FIG. 2 shows a telemetry analysis system which examines both short-term real-time telemetry data and long-term historical telemetry data in accordance with the disclosed embodiments. In this example, a computer system 200 is monitored using a number of telemetric signals 210, which are transmitted to a signal-monitoring module 220. Signal-monitoring module 220 may assess the state of computer system 200 using telemetric signals 210. For example, signal-monitoring module 220 may analyze telemetric signals 210 to detect and manage faults in computer system 200 and/or issue alerts when there is an anomaly or degradation risk in computer system 200.

Moreover, signal-monitoring module 220 may include functionality to analyze both real-time telemetric signals 210 and long-term historical telemetry data. For example, signal-monitoring module 220 may be used to detect anomalies in telemetric signals 210 received directly from one or more monitored computer system(s) (e.g., computer system 200). Signal-monitoring module 220 may also be used in offline detection of anomalies from the monitored computer system(s) by processing archived and/or compressed telemetry data associated with the monitored computer system(s), such as from circular files 116 of FIG. 1.

Those skilled in the art will appreciate that the reliability and/or time-to-failure (TTF) of a component (e.g., processor, memory module, HDD, power supply, printed circuit board (PCB), integrated circuit, network card, computer fan, chassis, etc.) in computer system 200 may be significantly influenced by the operating environment (e.g., operating environment 224) of the component. Temperature, for example, may exacerbate reliability issues, as hot spots and thermal cycling increase failure rates during component lifetimes. Temperature gradients may also affect failure mechanisms in computer system 200. As feature sizes shrink, spatial temperature variations may cause a number of problems including timing failures due to variable delay, issues in clock tree design, and performance challenges. Global clock networks on chips are especially vulnerable to spatial variations as they reach throughout the die. Local resistances tend to scale linearly with temperature, so increasing temperature increases circuit delays and voltage (e.g., IR) drop.

Effects of temporal gradients may include solder fatigue, interconnect fretting, differential thermal expansion between bonded materials leading to delamination failures, thermal mismatches between mating surfaces, differential in the coefficients of thermal expansion between packaging materials, wirebond shear and flexure fatigue, passivation cracking, and/or electromigration failures. Temperature fluctuations may further result in electrolytic corrosion; thermomigration failures; crack initiation and propagation; delamination between chip dies, molding compounds, and/or leadframes; die de-adhesion fatigue; repeated stress reversals in brackets leading to dislocations, cracks, and eventual mechanical failures; and/or deterioration of connectors through elastomeric stress relaxation in polymers.

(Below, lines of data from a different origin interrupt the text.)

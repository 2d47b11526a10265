//! Control System Implementation

use serde::Serialize;
use tracing::{debug, trace};

use crate::defuzz::centroid;
use crate::rule::FuzzyRule;
use crate::variable::{interpolate, LinguisticVariable};
use crate::FuzzyError;

/// Activation level of one output term
#[derive(Debug, Clone, PartialEq, Serialize)]
pub struct TermActivation {
    pub term: String,
    pub degree: f64,
}

/// Result of a single inference pass
#[derive(Debug, Clone, PartialEq, Serialize)]
pub struct Inference {
    /// Defuzzified output value
    pub crisp: f64,
    /// Aggregated activation per output term, in definition order
    pub activations: Vec<TermActivation>,
}

impl Inference {
    /// Activation of a specific output term
    pub fn activation(&self, term: &str) -> Option<f64> {
        self.activations
            .iter()
            .find(|a| a.term == term)
            .map(|a| a.degree)
    }
}

/// Builder validating variables and rules before producing a [`ControlSystem`]
#[derive(Debug, Default)]
pub struct ControlSystemBuilder {
    inputs: Vec<LinguisticVariable>,
    output: Option<LinguisticVariable>,
    rules: Vec<FuzzyRule>,
}

impl ControlSystemBuilder {
    /// Add an input (antecedent) variable
    pub fn input(mut self, variable: LinguisticVariable) -> Self {
        self.inputs.push(variable);
        self
    }

    /// Set the output (consequent) variable
    pub fn output(mut self, variable: LinguisticVariable) -> Self {
        self.output = Some(variable);
        self
    }

    /// Add a rule
    pub fn rule(mut self, rule: FuzzyRule) -> Self {
        self.rules.push(rule);
        self
    }

    /// Add several rules
    pub fn rules<I>(mut self, rules: I) -> Self
    where
        I: IntoIterator<Item = FuzzyRule>,
    {
        self.rules.extend(rules);
        self
    }

    /// Validate and build
    pub fn build(self) -> Result<ControlSystem, FuzzyError> {
        let output = self.output.ok_or(FuzzyError::NoOutput)?;

        for (i, var) in self.inputs.iter().enumerate() {
            let clashes_with_input = self.inputs[..i].iter().any(|v| v.name() == var.name());
            if clashes_with_input || var.name() == output.name() {
                return Err(FuzzyError::DuplicateVariable(var.name().to_string()));
            }
        }

        for rule in &self.rules {
            for (variable, term) in rule.antecedent.clauses() {
                let input = self
                    .inputs
                    .iter()
                    .find(|v| v.name() == variable)
                    .ok_or_else(|| FuzzyError::UnknownVariable(variable.to_string()))?;
                if input.term(term).is_none() {
                    return Err(FuzzyError::UnknownTerm {
                        variable: variable.to_string(),
                        term: term.to_string(),
                    });
                }
            }
            if output.term(&rule.consequent).is_none() {
                return Err(FuzzyError::UnknownTerm {
                    variable: output.name().to_string(),
                    term: rule.consequent.clone(),
                });
            }
        }

        debug!(
            "Built control system: {} inputs, output '{}', {} rules",
            self.inputs.len(),
            output.name(),
            self.rules.len()
        );

        Ok(ControlSystem {
            inputs: self.inputs,
            output,
            rules: self.rules,
        })
    }
}

/// Mamdani fuzzy control system (min implication, max aggregation, centroid)
#[derive(Debug, Clone)]
pub struct ControlSystem {
    inputs: Vec<LinguisticVariable>,
    output: LinguisticVariable,
    rules: Vec<FuzzyRule>,
}

impl ControlSystem {
    /// Start building a control system
    pub fn builder() -> ControlSystemBuilder {
        ControlSystemBuilder::default()
    }

    pub fn inputs(&self) -> &[LinguisticVariable] {
        &self.inputs
    }

    pub fn output(&self) -> &LinguisticVariable {
        &self.output
    }

    pub fn rules(&self) -> &[FuzzyRule] {
        &self.rules
    }

    /// Run one inference pass. Every input variable needs exactly one value.
    pub fn compute(&self, values: &[(&str, f64)]) -> Result<Inference, FuzzyError> {
        let crisp_inputs = self.resolve_inputs(values)?;

        let degree = |variable: &str, term: &str| -> Result<f64, FuzzyError> {
            let index = self
                .inputs
                .iter()
                .position(|v| v.name() == variable)
                .ok_or_else(|| FuzzyError::UnknownVariable(variable.to_string()))?;
            self.inputs[index].membership(term, crisp_inputs[index])
        };

        let mut activations: Vec<TermActivation> = self
            .output
            .terms()
            .iter()
            .map(|t| TermActivation {
                term: t.name().to_string(),
                degree: 0.0,
            })
            .collect();

        for rule in &self.rules {
            let strength = rule.firing_strength(&degree)?;
            trace!("Rule -> {} fired with strength {:.4}", rule.consequent, strength);
            if let Some(slot) = activations.iter_mut().find(|a| a.term == rule.consequent) {
                slot.degree = slot.degree.max(strength);
            }
        }

        let (xs, mus) = self.aggregate(&activations);
        let crisp = centroid(&xs, &mus)?;

        debug!("Fuzzy output '{}' = {:.4}", self.output.name(), crisp);

        Ok(Inference { crisp, activations })
    }

    fn resolve_inputs(&self, values: &[(&str, f64)]) -> Result<Vec<f64>, FuzzyError> {
        if let Some((name, _)) = values
            .iter()
            .find(|(name, _)| self.inputs.iter().all(|v| v.name() != *name))
        {
            return Err(FuzzyError::UnknownVariable(name.to_string()));
        }

        self.inputs
            .iter()
            .map(|var| {
                let value = values
                    .iter()
                    .find(|(name, _)| *name == var.name())
                    .map(|(_, value)| *value)
                    .ok_or_else(|| FuzzyError::MissingInput(var.name().to_string()))?;
                if !value.is_finite() {
                    return Err(FuzzyError::InvalidInput {
                        variable: var.name().to_string(),
                        value,
                    });
                }
                Ok(var.clip(value))
            })
            .collect()
    }

    /// Clip each output term at its activation and take the pointwise maximum.
    ///
    /// The universe is upsampled with every point where a term crosses its
    /// cut level so the clipped plateau edges are represented exactly.
    fn aggregate(&self, activations: &[TermActivation]) -> (Vec<f64>, Vec<f64>) {
        let points = self.output.points();
        let mut xs = points.to_vec();

        for (term, activation) in self.output.terms().iter().zip(activations) {
            let cut = activation.degree;
            if cut <= 0.0 || cut >= 1.0 {
                continue;
            }
            for (x, y) in points.windows(2).zip(term.samples().windows(2)) {
                if (y[0] - cut) * (y[1] - cut) < 0.0 {
                    xs.push(x[0] + (cut - y[0]) * (x[1] - x[0]) / (y[1] - y[0]));
                }
            }
        }

        xs.sort_by(f64::total_cmp);
        xs.dedup_by(|a, b| (*a - *b).abs() < 1e-12);

        let mus = xs
            .iter()
            .map(|&x| {
                self.output
                    .terms()
                    .iter()
                    .zip(activations)
                    .map(|(term, activation)| interpolate(points, term.samples(), x).min(activation.degree))
                    .fold(0.0, f64::max)
            })
            .collect();

        (xs, mus)
    }
}

#[cfg(test)]
mod tests {
    use super::*;
    use crate::{Antecedent, MembershipFunction, Universe};
    use proptest::prelude::*;

    fn universe() -> Universe {
        Universe::new(0.0, 10.0, 0.5).unwrap()
    }

    fn tip_system() -> ControlSystem {
        let service = LinguisticVariable::new("service", universe())
            .with_term("poor", MembershipFunction::trapezoidal(0.0, 0.0, 1.5, 3.0))
            .with_term("good", MembershipFunction::trapezoidal(2.5, 4.0, 7.0, 7.5))
            .with_term("great", MembershipFunction::trapezoidal(7.0, 9.0, 10.0, 10.0));
        let food = LinguisticVariable::new("food", universe())
            .with_term("bad", MembershipFunction::trapezoidal(0.0, 0.0, 1.5, 3.0))
            .with_term("fine", MembershipFunction::trapezoidal(2.5, 4.0, 7.0, 7.5))
            .with_term("tasty", MembershipFunction::trapezoidal(7.0, 9.0, 10.0, 10.0));
        let tip = LinguisticVariable::new("tip", universe())
            .with_term("low", MembershipFunction::triangular(0.0, 0.0, 3.0))
            .with_term("medium", MembershipFunction::triangular(2.0, 5.0, 8.0))
            .with_term("high", MembershipFunction::triangular(7.0, 10.0, 10.0));

        ControlSystem::builder()
            .input(service)
            .input(food)
            .output(tip)
            .rule(FuzzyRule::new(Antecedent::is("service", "poor") & Antecedent::is("food", "bad"), "low"))
            .rule(FuzzyRule::new(Antecedent::is("service", "good") & Antecedent::is("food", "fine"), "medium"))
            .rule(FuzzyRule::new(Antecedent::is("service", "great") & Antecedent::is("food", "tasty"), "high"))
            .build()
            .unwrap()
    }

    #[test]
    fn test_low_inputs_give_low_centroid() {
        let result = tip_system().compute(&[("service", 0.0), ("food", 0.0)]).unwrap();
        assert!((result.crisp - 1.0).abs() < 1e-9);
        assert_eq!(result.activation("low"), Some(1.0));
        assert_eq!(result.activation("high"), Some(0.0));
    }

    #[test]
    fn test_middle_inputs_give_symmetric_centroid() {
        let result = tip_system().compute(&[("service", 5.0), ("food", 5.0)]).unwrap();
        assert!((result.crisp - 5.0).abs() < 1e-9);
    }

    #[test]
    fn test_high_inputs_are_truncated_by_universe() {
        // The output universe stops at 9.5, so the "high" triangle is cut
        // there: centroid of the ramp from 7 to 9.5 is 7 + 2/3 * 2.5.
        let result = tip_system().compute(&[("service", 10.0), ("food", 10.0)]).unwrap();
        assert!((result.crisp - (7.0 + 2.5 * 2.0 / 3.0)).abs() < 1e-9);
    }

    #[test]
    fn test_partial_activation_clips_output() {
        // service 7.25: good = 0.5, great = 0.125; food 7.25 likewise
        let result = tip_system().compute(&[("service", 7.25), ("food", 7.25)]).unwrap();
        assert!((result.activation("medium").unwrap() - 0.5).abs() < 1e-12);
        assert!((result.activation("high").unwrap() - 0.125).abs() < 1e-12);
        assert!(result.crisp > 5.0 && result.crisp < 8.0);
    }

    #[test]
    fn test_sparse_inputs_activate_nothing() {
        let err = tip_system().compute(&[("service", 0.0), ("food", 5.0)]).unwrap_err();
        assert_eq!(err, FuzzyError::NoActivation);
    }

    #[test]
    fn test_missing_and_unknown_inputs() {
        let system = tip_system();
        assert_eq!(
            system.compute(&[("service", 1.0)]).unwrap_err(),
            FuzzyError::MissingInput("food".to_string())
        );
        assert_eq!(
            system.compute(&[("service", 1.0), ("food", 1.0), ("ambience", 1.0)]).unwrap_err(),
            FuzzyError::UnknownVariable("ambience".to_string())
        );
        assert!(matches!(
            system.compute(&[("service", f64::NAN), ("food", 1.0)]),
            Err(FuzzyError::InvalidInput { .. })
        ));
    }

    #[test]
    fn test_builder_rejects_unknown_term() {
        let service = LinguisticVariable::new("service", universe())
            .with_term("poor", MembershipFunction::triangular(0.0, 0.0, 5.0));
        let tip = LinguisticVariable::new("tip", universe())
            .with_term("low", MembershipFunction::triangular(0.0, 0.0, 5.0));

        let err = ControlSystem::builder()
            .input(service)
            .output(tip)
            .rule(FuzzyRule::new(Antecedent::is("service", "awful"), "low"))
            .build()
            .unwrap_err();
        assert!(matches!(err, FuzzyError::UnknownTerm { .. }));
    }

    #[test]
    fn test_builder_requires_output() {
        let err = ControlSystem::builder().build().unwrap_err();
        assert_eq!(err, FuzzyError::NoOutput);
    }

    #[test]
    fn test_builder_rejects_duplicate_variable() {
        let a = LinguisticVariable::new("x", universe());
        let b = LinguisticVariable::new("x", universe());
        let out = LinguisticVariable::new("y", universe());
        let err = ControlSystem::builder().input(a).input(b).output(out).build().unwrap_err();
        assert_eq!(err, FuzzyError::DuplicateVariable("x".to_string()));
    }

    proptest! {
        #[test]
        fn crisp_output_stays_in_universe(service in 0.0f64..10.0, food in 0.0f64..10.0) {
            match tip_system().compute(&[("service", service), ("food", food)]) {
                Ok(result) => prop_assert!((0.0..=9.5).contains(&result.crisp)),
                Err(e) => prop_assert_eq!(e, FuzzyError::NoActivation),
            }
        }
    }
}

Voltage, especially in combination with thermal cycling, may accelerate failure mechanisms that manifest as atomic changes to the component silicon crystal lattice structure. Examples of these failure mechanisms include dielectric breakdown, hot carrier injection, negative bias temperature instability, surface inversion, localized charge trapping, and/or various forms of electro-chemical migration. Humidity, in combination with voltage and/or temperature, may accelerate electro-chemical migration rates and/or corrosion leading to failure modes such as dielectric breakdown, metal migration, shorts, opens, etc.

Similarly, vibration levels may accelerate a variety of wear-out mechanisms inside servers, especially mechanical wear-out such as cracking and fatigue. Vibration-related degradation may be exacerbated by vibration levels that increase with the rotation speeds of computer fans, blowers, air conditioning (AC) fans, power supply fans, and/or hard disk drive (HDD) spindle motors. At the same time, eco-efficiency best practices for data centers may call for locating AC equipment as close as possible to computer system 200 and/or other heat sources. For example, gross vibration levels experienced by computer system 200 increase sharply as vibrating AC modules are bolted onto the top and sides of a server rack in which computer system 200 is housed.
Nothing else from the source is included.